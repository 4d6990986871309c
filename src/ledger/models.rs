//! Member records and their transaction history

use serde::{Deserialize, Serialize};

/// Members used when nothing usable is stored
pub const DEFAULT_SEED: &[&str] = &["Ali", "Budi", "Citra"];

/// A single immutable history entry.
///
/// Serialized with a `type` tag and the timestamp under `date`, which keeps
/// snapshots readable by older versions of the stored format.
#[derive(Debug, Clone, PartialEq, Serialize, Deserialize)]
#[serde(tag = "type", rename_all = "snake_case")]
pub enum Transaction {
    Deposit {
        amount: f64,
        #[serde(rename = "date")]
        timestamp: String,
    },
    Reset {
        #[serde(rename = "date")]
        timestamp: String,
    },
}

impl Transaction {
    pub fn timestamp(&self) -> &str {
        match self {
            Transaction::Deposit { timestamp, .. } | Transaction::Reset { timestamp } => timestamp,
        }
    }

    /// Deposited amount, `None` for resets
    pub fn amount(&self) -> Option<f64> {
        match self {
            Transaction::Deposit { amount, .. } => Some(*amount),
            Transaction::Reset { .. } => None,
        }
    }

    pub fn is_reset(&self) -> bool {
        matches!(self, Transaction::Reset { .. })
    }
}

/// A named participant with a balance and history
#[derive(Debug, Clone, PartialEq, Serialize, Deserialize)]
pub struct Member {
    pub name: String,
    pub savings: f64,
    #[serde(default)]
    pub transactions: Vec<Transaction>,
}

impl Member {
    /// New member with a zero balance and no history
    pub fn new(name: impl Into<String>) -> Self {
        Self {
            name: name.into(),
            savings: 0.0,
            transactions: Vec::new(),
        }
    }

    /// Copy of this member with a deposit applied
    pub(crate) fn with_deposit(&self, amount: f64, timestamp: String) -> Self {
        let mut transactions = self.transactions.clone();
        transactions.push(Transaction::Deposit { amount, timestamp });
        Self {
            name: self.name.clone(),
            savings: self.savings + amount,
            transactions,
        }
    }

    /// Copy of this member with the balance reset
    pub(crate) fn with_reset(&self, timestamp: String) -> Self {
        let mut transactions = self.transactions.clone();
        transactions.push(Transaction::Reset { timestamp });
        Self {
            name: self.name.clone(),
            savings: 0.0,
            transactions,
        }
    }

    /// Sum of deposits recorded after the most recent reset
    pub fn deposits_since_reset(&self) -> f64 {
        self.transactions
            .iter()
            .rev()
            .take_while(|tx| !tx.is_reset())
            .filter_map(Transaction::amount)
            .sum()
    }
}

/// Build the seed collection from configured names.
///
/// Names are trimmed; blanks and repeats are skipped.
pub fn seed_members<S: AsRef<str>>(names: &[S]) -> Vec<Member> {
    let mut members: Vec<Member> = Vec::with_capacity(names.len());
    for name in names {
        let name = name.as_ref().trim();
        if name.is_empty() || members.iter().any(|m| m.name == name) {
            continue;
        }
        members.push(Member::new(name));
    }
    members
}

/// Check a loaded collection against the ledger invariants
pub fn validate_members(members: &[Member]) -> Result<(), String> {
    for (index, member) in members.iter().enumerate() {
        if member.name.trim().is_empty() || member.name.trim() != member.name {
            return Err(format!("member #{index} has an invalid name"));
        }
        if members[..index].iter().any(|m| m.name == member.name) {
            return Err(format!("duplicate member '{}'", member.name));
        }
        if !member.savings.is_finite() || member.savings < 0.0 {
            return Err(format!("member '{}' has invalid savings", member.name));
        }
        let bad_deposit = member
            .transactions
            .iter()
            .filter_map(Transaction::amount)
            .any(|amount| !amount.is_finite() || amount <= 0.0);
        if bad_deposit {
            return Err(format!("member '{}' has an invalid deposit", member.name));
        }
    }
    Ok(())
}
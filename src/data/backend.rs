//! Key-value backends that hold the serialized ledger

use std::collections::HashMap;
use std::fs;
use std::io::{self, Write};
use std::path::{Path, PathBuf};
use std::sync::{Arc, Mutex};

use serde::{Deserialize, Serialize};
use thiserror::Error;

use super::app_state::AppStateStore;
use super::database::{Database, DatabaseError};

#[derive(Error, Debug)]
pub enum StorageError {
    #[error("Database error: {0}")]
    Database(#[from] DatabaseError),
    #[error("I/O error: {0}")]
    Io(#[from] io::Error),
    #[error("Serialization error: {0}")]
    Serialize(#[from] serde_json::Error),
    #[error("Lock poisoned")]
    LockPoisoned,
}

/// Which backend stores the ledger
#[derive(Debug, Clone, Copy, Default, PartialEq, Eq, Serialize, Deserialize)]
#[serde(rename_all = "kebab-case")]
pub enum BackendKind {
    /// `app_state` table in `kitty.db`
    #[default]
    Sqlite,
    /// One `<key>.json` file per key
    Json,
}

impl BackendKind {
    pub fn as_str(&self) -> &'static str {
        match self {
            BackendKind::Sqlite => "sqlite",
            BackendKind::Json => "json",
        }
    }
}

impl std::str::FromStr for BackendKind {
    type Err = String;

    fn from_str(s: &str) -> Result<Self, Self::Err> {
        match s.to_ascii_lowercase().as_str() {
            "sqlite" | "db" => Ok(BackendKind::Sqlite),
            "json" | "file" => Ok(BackendKind::Json),
            other => Err(format!("unknown storage backend '{other}'")),
        }
    }
}

/// A store addressed by string keys holding string values.
///
/// `write` replaces the whole value; a reader never observes a partial write.
pub trait StateBackend {
    /// Short name used in logs
    fn name(&self) -> &'static str;

    /// Read the raw value for `key`, `None` when absent
    fn read(&self, key: &str) -> Result<Option<String>, StorageError>;

    /// Replace the value for `key`
    fn write(&self, key: &str, value: &str) -> Result<(), StorageError>;
}

/// Open the configured backend rooted at `data_dir`
pub fn open_backend(
    kind: BackendKind,
    data_dir: &Path,
) -> Result<Box<dyn StateBackend>, StorageError> {
    match kind {
        BackendKind::Sqlite => {
            let db = Database::open(data_dir.join(crate::util::DATABASE_FILE))?;
            Ok(Box::new(SqliteBackend::new(db)))
        }
        BackendKind::Json => Ok(Box::new(JsonFileBackend::new(data_dir.join("state")))),
    }
}

/// Backend over the SQLite `app_state` table
#[derive(Debug, Clone)]
pub struct SqliteBackend {
    store: AppStateStore,
}

impl SqliteBackend {
    pub fn new(db: Database) -> Self {
        Self {
            store: AppStateStore::new(db),
        }
    }
}

impl StateBackend for SqliteBackend {
    fn name(&self) -> &'static str {
        "sqlite"
    }

    fn read(&self, key: &str) -> Result<Option<String>, StorageError> {
        Ok(self.store.get(key)?)
    }

    fn write(&self, key: &str, value: &str) -> Result<(), StorageError> {
        Ok(self.store.set(key, value)?)
    }
}

/// Backend keeping each key in its own JSON file
#[derive(Debug, Clone)]
pub struct JsonFileBackend {
    dir: PathBuf,
}

impl JsonFileBackend {
    pub fn new(dir: PathBuf) -> Self {
        Self { dir }
    }

    fn path_for(&self, key: &str) -> PathBuf {
        self.dir.join(format!("{key}.json"))
    }
}

impl StateBackend for JsonFileBackend {
    fn name(&self) -> &'static str {
        "json"
    }

    fn read(&self, key: &str) -> Result<Option<String>, StorageError> {
        match fs::read_to_string(self.path_for(key)) {
            Ok(contents) => Ok(Some(contents)),
            Err(e) if e.kind() == io::ErrorKind::NotFound => Ok(None),
            Err(e) => Err(e.into()),
        }
    }

    fn write(&self, key: &str, value: &str) -> Result<(), StorageError> {
        fs::create_dir_all(&self.dir)?;

        // Write beside the target, then rename over it
        let mut tmp = tempfile::NamedTempFile::new_in(&self.dir)?;
        tmp.write_all(value.as_bytes())?;
        tmp.as_file().sync_all()?;
        tmp.persist(self.path_for(key)).map_err(|e| e.error)?;
        Ok(())
    }
}

/// In-process backend. Clones share the same entries.
#[derive(Debug, Clone, Default)]
pub struct MemoryBackend {
    entries: Arc<Mutex<HashMap<String, String>>>,
}

impl MemoryBackend {
    pub fn new() -> Self {
        Self::default()
    }

    /// Backend pre-populated with a single entry
    pub fn with_entry(key: &str, value: &str) -> Self {
        let backend = Self::new();
        if let Ok(mut entries) = backend.entries.lock() {
            entries.insert(key.to_string(), value.to_string());
        }
        backend
    }
}

impl StateBackend for MemoryBackend {
    fn name(&self) -> &'static str {
        "memory"
    }

    fn read(&self, key: &str) -> Result<Option<String>, StorageError> {
        let entries = self.entries.lock().map_err(|_| StorageError::LockPoisoned)?;
        Ok(entries.get(key).cloned())
    }

    fn write(&self, key: &str, value: &str) -> Result<(), StorageError> {
        let mut entries = self.entries.lock().map_err(|_| StorageError::LockPoisoned)?;
        entries.insert(key.to_string(), value.to_string());
        Ok(())
    }
}
mod confirmation_dialog;
mod dialog;
mod history_view;
mod key_hints;
mod member_list;
mod text_input;

pub use confirmation_dialog::{ConfirmationContext, ConfirmationDialog, ConfirmationDialogState};
pub use dialog::DialogFrame;
pub use history_view::HistoryView;
pub use key_hints::KeyHints;
pub use member_list::MemberList;
pub use text_input::TextInputState;
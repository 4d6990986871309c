use anyhow::Result;
use clap::Parser;
use kitty::cli::{self, Cli, Command};
use kitty::{open_backend, util, App, Config, Ledger};
use std::fs::{self, OpenOptions};
use std::io;
use std::process::ExitCode;

fn main() -> ExitCode {
    match run() {
        Ok(()) => ExitCode::SUCCESS,
        Err(e) => {
            eprintln!("Error: {e}");
            ExitCode::FAILURE
        }
    }
}

fn run() -> Result<()> {
    let args = Cli::parse();
    util::init_data_dir(args.data_dir);

    // Initialize logging to file (~/.kitty/logs/kitty.log)
    fs::create_dir_all(util::logs_dir())?;

    let log_file = OpenOptions::new()
        .create(true)
        .append(true)
        .open(util::log_file_path())?;

    tracing_subscriber::fmt()
        .with_env_filter(
            tracing_subscriber::EnvFilter::from_default_env()
                .add_directive(tracing::Level::WARN.into()),
        )
        .with_writer(log_file)
        .with_ansi(false) // Disable ANSI colors in log file
        .init();

    let mut config = Config::load();
    if let Some(backend) = args.backend {
        config = config.with_backend(backend);
    }

    let backend = open_backend(config.backend, &util::data_dir())?;
    let mut ledger = Ledger::load(backend, config.ledger_settings());

    match args.command.unwrap_or(Command::Show) {
        Command::Tui => {
            let mut app = App::new(ledger, config);
            app.run()
        }
        command => {
            let currency = config.currency.clone();
            let stdout = io::stdout();
            let mut out = stdout.lock();
            cli::run(command, &mut ledger, &currency, &mut out)
        }
    }
}
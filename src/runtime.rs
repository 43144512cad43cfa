use std::sync::mpsc::{self, Receiver, RecvTimeoutError};
use std::time::Duration;

use crossterm::event::{self, Event as CtEvent, KeyEvent};

/// Runtime tick cadence; all quiz timers advance in steps of this size
pub const TICK_RATE_MS: u64 = 100;

/// Unified event type consumed by the game loop
#[derive(Clone, Debug)]
pub enum QuizEvent {
    Key(KeyEvent),
    Resize,
    Tick,
}

/// Source of terminal events (keyboard, resize)
pub trait EventSource: Send + 'static {
    /// Block for up to `timeout` waiting for an event
    fn recv_timeout(&self, timeout: Duration) -> Result<QuizEvent, RecvTimeoutError>;
}

/// Production source: a background thread forwards crossterm events into a
/// channel the game loop drains
pub struct CrosstermEventSource {
    rx: Receiver<QuizEvent>,
}

impl CrosstermEventSource {
    pub fn new() -> Self {
        let (tx, rx) = mpsc::channel();

        std::thread::spawn(move || loop {
            match event::read() {
                Ok(CtEvent::Key(key)) => {
                    if tx.send(QuizEvent::Key(key)).is_err() {
                        break;
                    }
                }
                Ok(CtEvent::Resize(_, _)) => {
                    if tx.send(QuizEvent::Resize).is_err() {
                        break;
                    }
                }
                Ok(_) => {}
                Err(_) => break,
            }
        });

        Self { rx }
    }
}

impl Default for CrosstermEventSource {
    fn default() -> Self {
        Self::new()
    }
}

impl EventSource for CrosstermEventSource {
    fn recv_timeout(&self, timeout: Duration) -> Result<QuizEvent, RecvTimeoutError> {
        self.rx.recv_timeout(timeout)
    }
}

/// Channel-backed source for driving the game without a TTY
pub struct TestEventSource {
    rx: Receiver<QuizEvent>,
}

impl TestEventSource {
    pub fn new(rx: Receiver<QuizEvent>) -> Self {
        Self { rx }
    }
}

impl EventSource for TestEventSource {
    fn recv_timeout(&self, timeout: Duration) -> Result<QuizEvent, RecvTimeoutError> {
        self.rx.recv_timeout(timeout)
    }
}

/// Fixed-interval tick schedule
#[derive(Clone, Copy, Debug)]
pub struct FixedTicker {
    interval: Duration,
}

impl FixedTicker {
    pub fn new(interval: Duration) -> Self {
        Self { interval }
    }

    pub fn interval(&self) -> Duration {
        self.interval
    }
}

impl Default for FixedTicker {
    fn default() -> Self {
        Self::new(Duration::from_millis(TICK_RATE_MS))
    }
}

/// Pulls the next event, synthesizing `Tick` whenever the tick interval
/// elapses without input. The quiz countdown is driven entirely by the
/// ticks this produces.
pub struct Runner<E: EventSource> {
    event_source: E,
    ticker: FixedTicker,
}

impl<E: EventSource> Runner<E> {
    pub fn new(event_source: E, ticker: FixedTicker) -> Self {
        Self {
            event_source,
            ticker,
        }
    }

    pub fn step(&self) -> QuizEvent {
        match self.event_source.recv_timeout(self.ticker.interval()) {
            Ok(ev) => ev,
            Err(RecvTimeoutError::Timeout) | Err(RecvTimeoutError::Disconnected) => {
                QuizEvent::Tick
            }
        }
    }
}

| The task |
All that belongs in the answer is the run of lines above from the line containing "pub fn with_entry(key: &str, value: &str)" through the line containing "let backend = open_backend(config.backend, &util::data_dir())?;", exactly as written.

| Written solution |
    pub fn with_entry(key: &str, value: &str) -> Self {
        let backend = Self::new();
        if let Ok(mut entries) = backend.entries.lock() {
            entries.insert(key.to_string(), value.to_string());
        }
        backend
    }
}

impl StateBackend for MemoryBackend {
    fn name(&self) -> &'static str {
        "memory"
    }

    fn read(&self, key: &str) -> Result<Option<String>, StorageError> {
        let entries = self.entries.lock().map_err(|_| StorageError::LockPoisoned)?;
        Ok(entries.get(key).cloned())
    }

    fn write(&self, key: &str, value: &str) -> Result<(), StorageError> {
        let mut entries = self.entries.lock().map_err(|_| StorageError::LockPoisoned)?;
        entries.insert(key.to_string(), value.to_string());
        Ok(())
    }
}
mod confirmation_dialog;
mod dialog;
mod history_view;
mod key_hints;
mod member_list;
mod text_input;

pub use confirmation_dialog::{ConfirmationContext, ConfirmationDialog, ConfirmationDialogState};
pub use dialog::DialogFrame;
pub use history_view::HistoryView;
pub use key_hints::KeyHints;
pub use member_list::MemberList;
pub use text_input::TextInputState;
repository 4d6990986871309c
use anyhow::Result;
use clap::Parser;
use kitty::cli::{self, Cli, Command};
use kitty::{open_backend, util, App, Config, Ledger};
use std::fs::{self, OpenOptions};
use std::io;
use std::process::ExitCode;

fn main() -> ExitCode {
    match run() {
        Ok(()) => ExitCode::SUCCESS,
        Err(e) => {
            eprintln!("Error: {e}");
            ExitCode::FAILURE
        }
    }
}

fn run() -> Result<()> {
    let args = Cli::parse();
    util::init_data_dir(args.data_dir);

    // Initialize logging to file (~/.kitty/logs/kitty.log)
    fs::create_dir_all(util::logs_dir())?;

    let log_file = OpenOptions::new()
        .create(true)
        .append(true)
        .open(util::log_file_path())?;

    tracing_subscriber::fmt()
        .with_env_filter(
            tracing_subscriber::EnvFilter::from_default_env()
                .add_directive(tracing::Level::WARN.into()),
        )
        .with_writer(log_file)
        .with_ansi(false) // Disable ANSI colors in log file
        .init();

    let mut config = Config::load();
    if let Some(backend) = args.backend {
        config = config.with_backend(backend);
    }

    let backend = open_backend(config.backend, &util::data_dir())?;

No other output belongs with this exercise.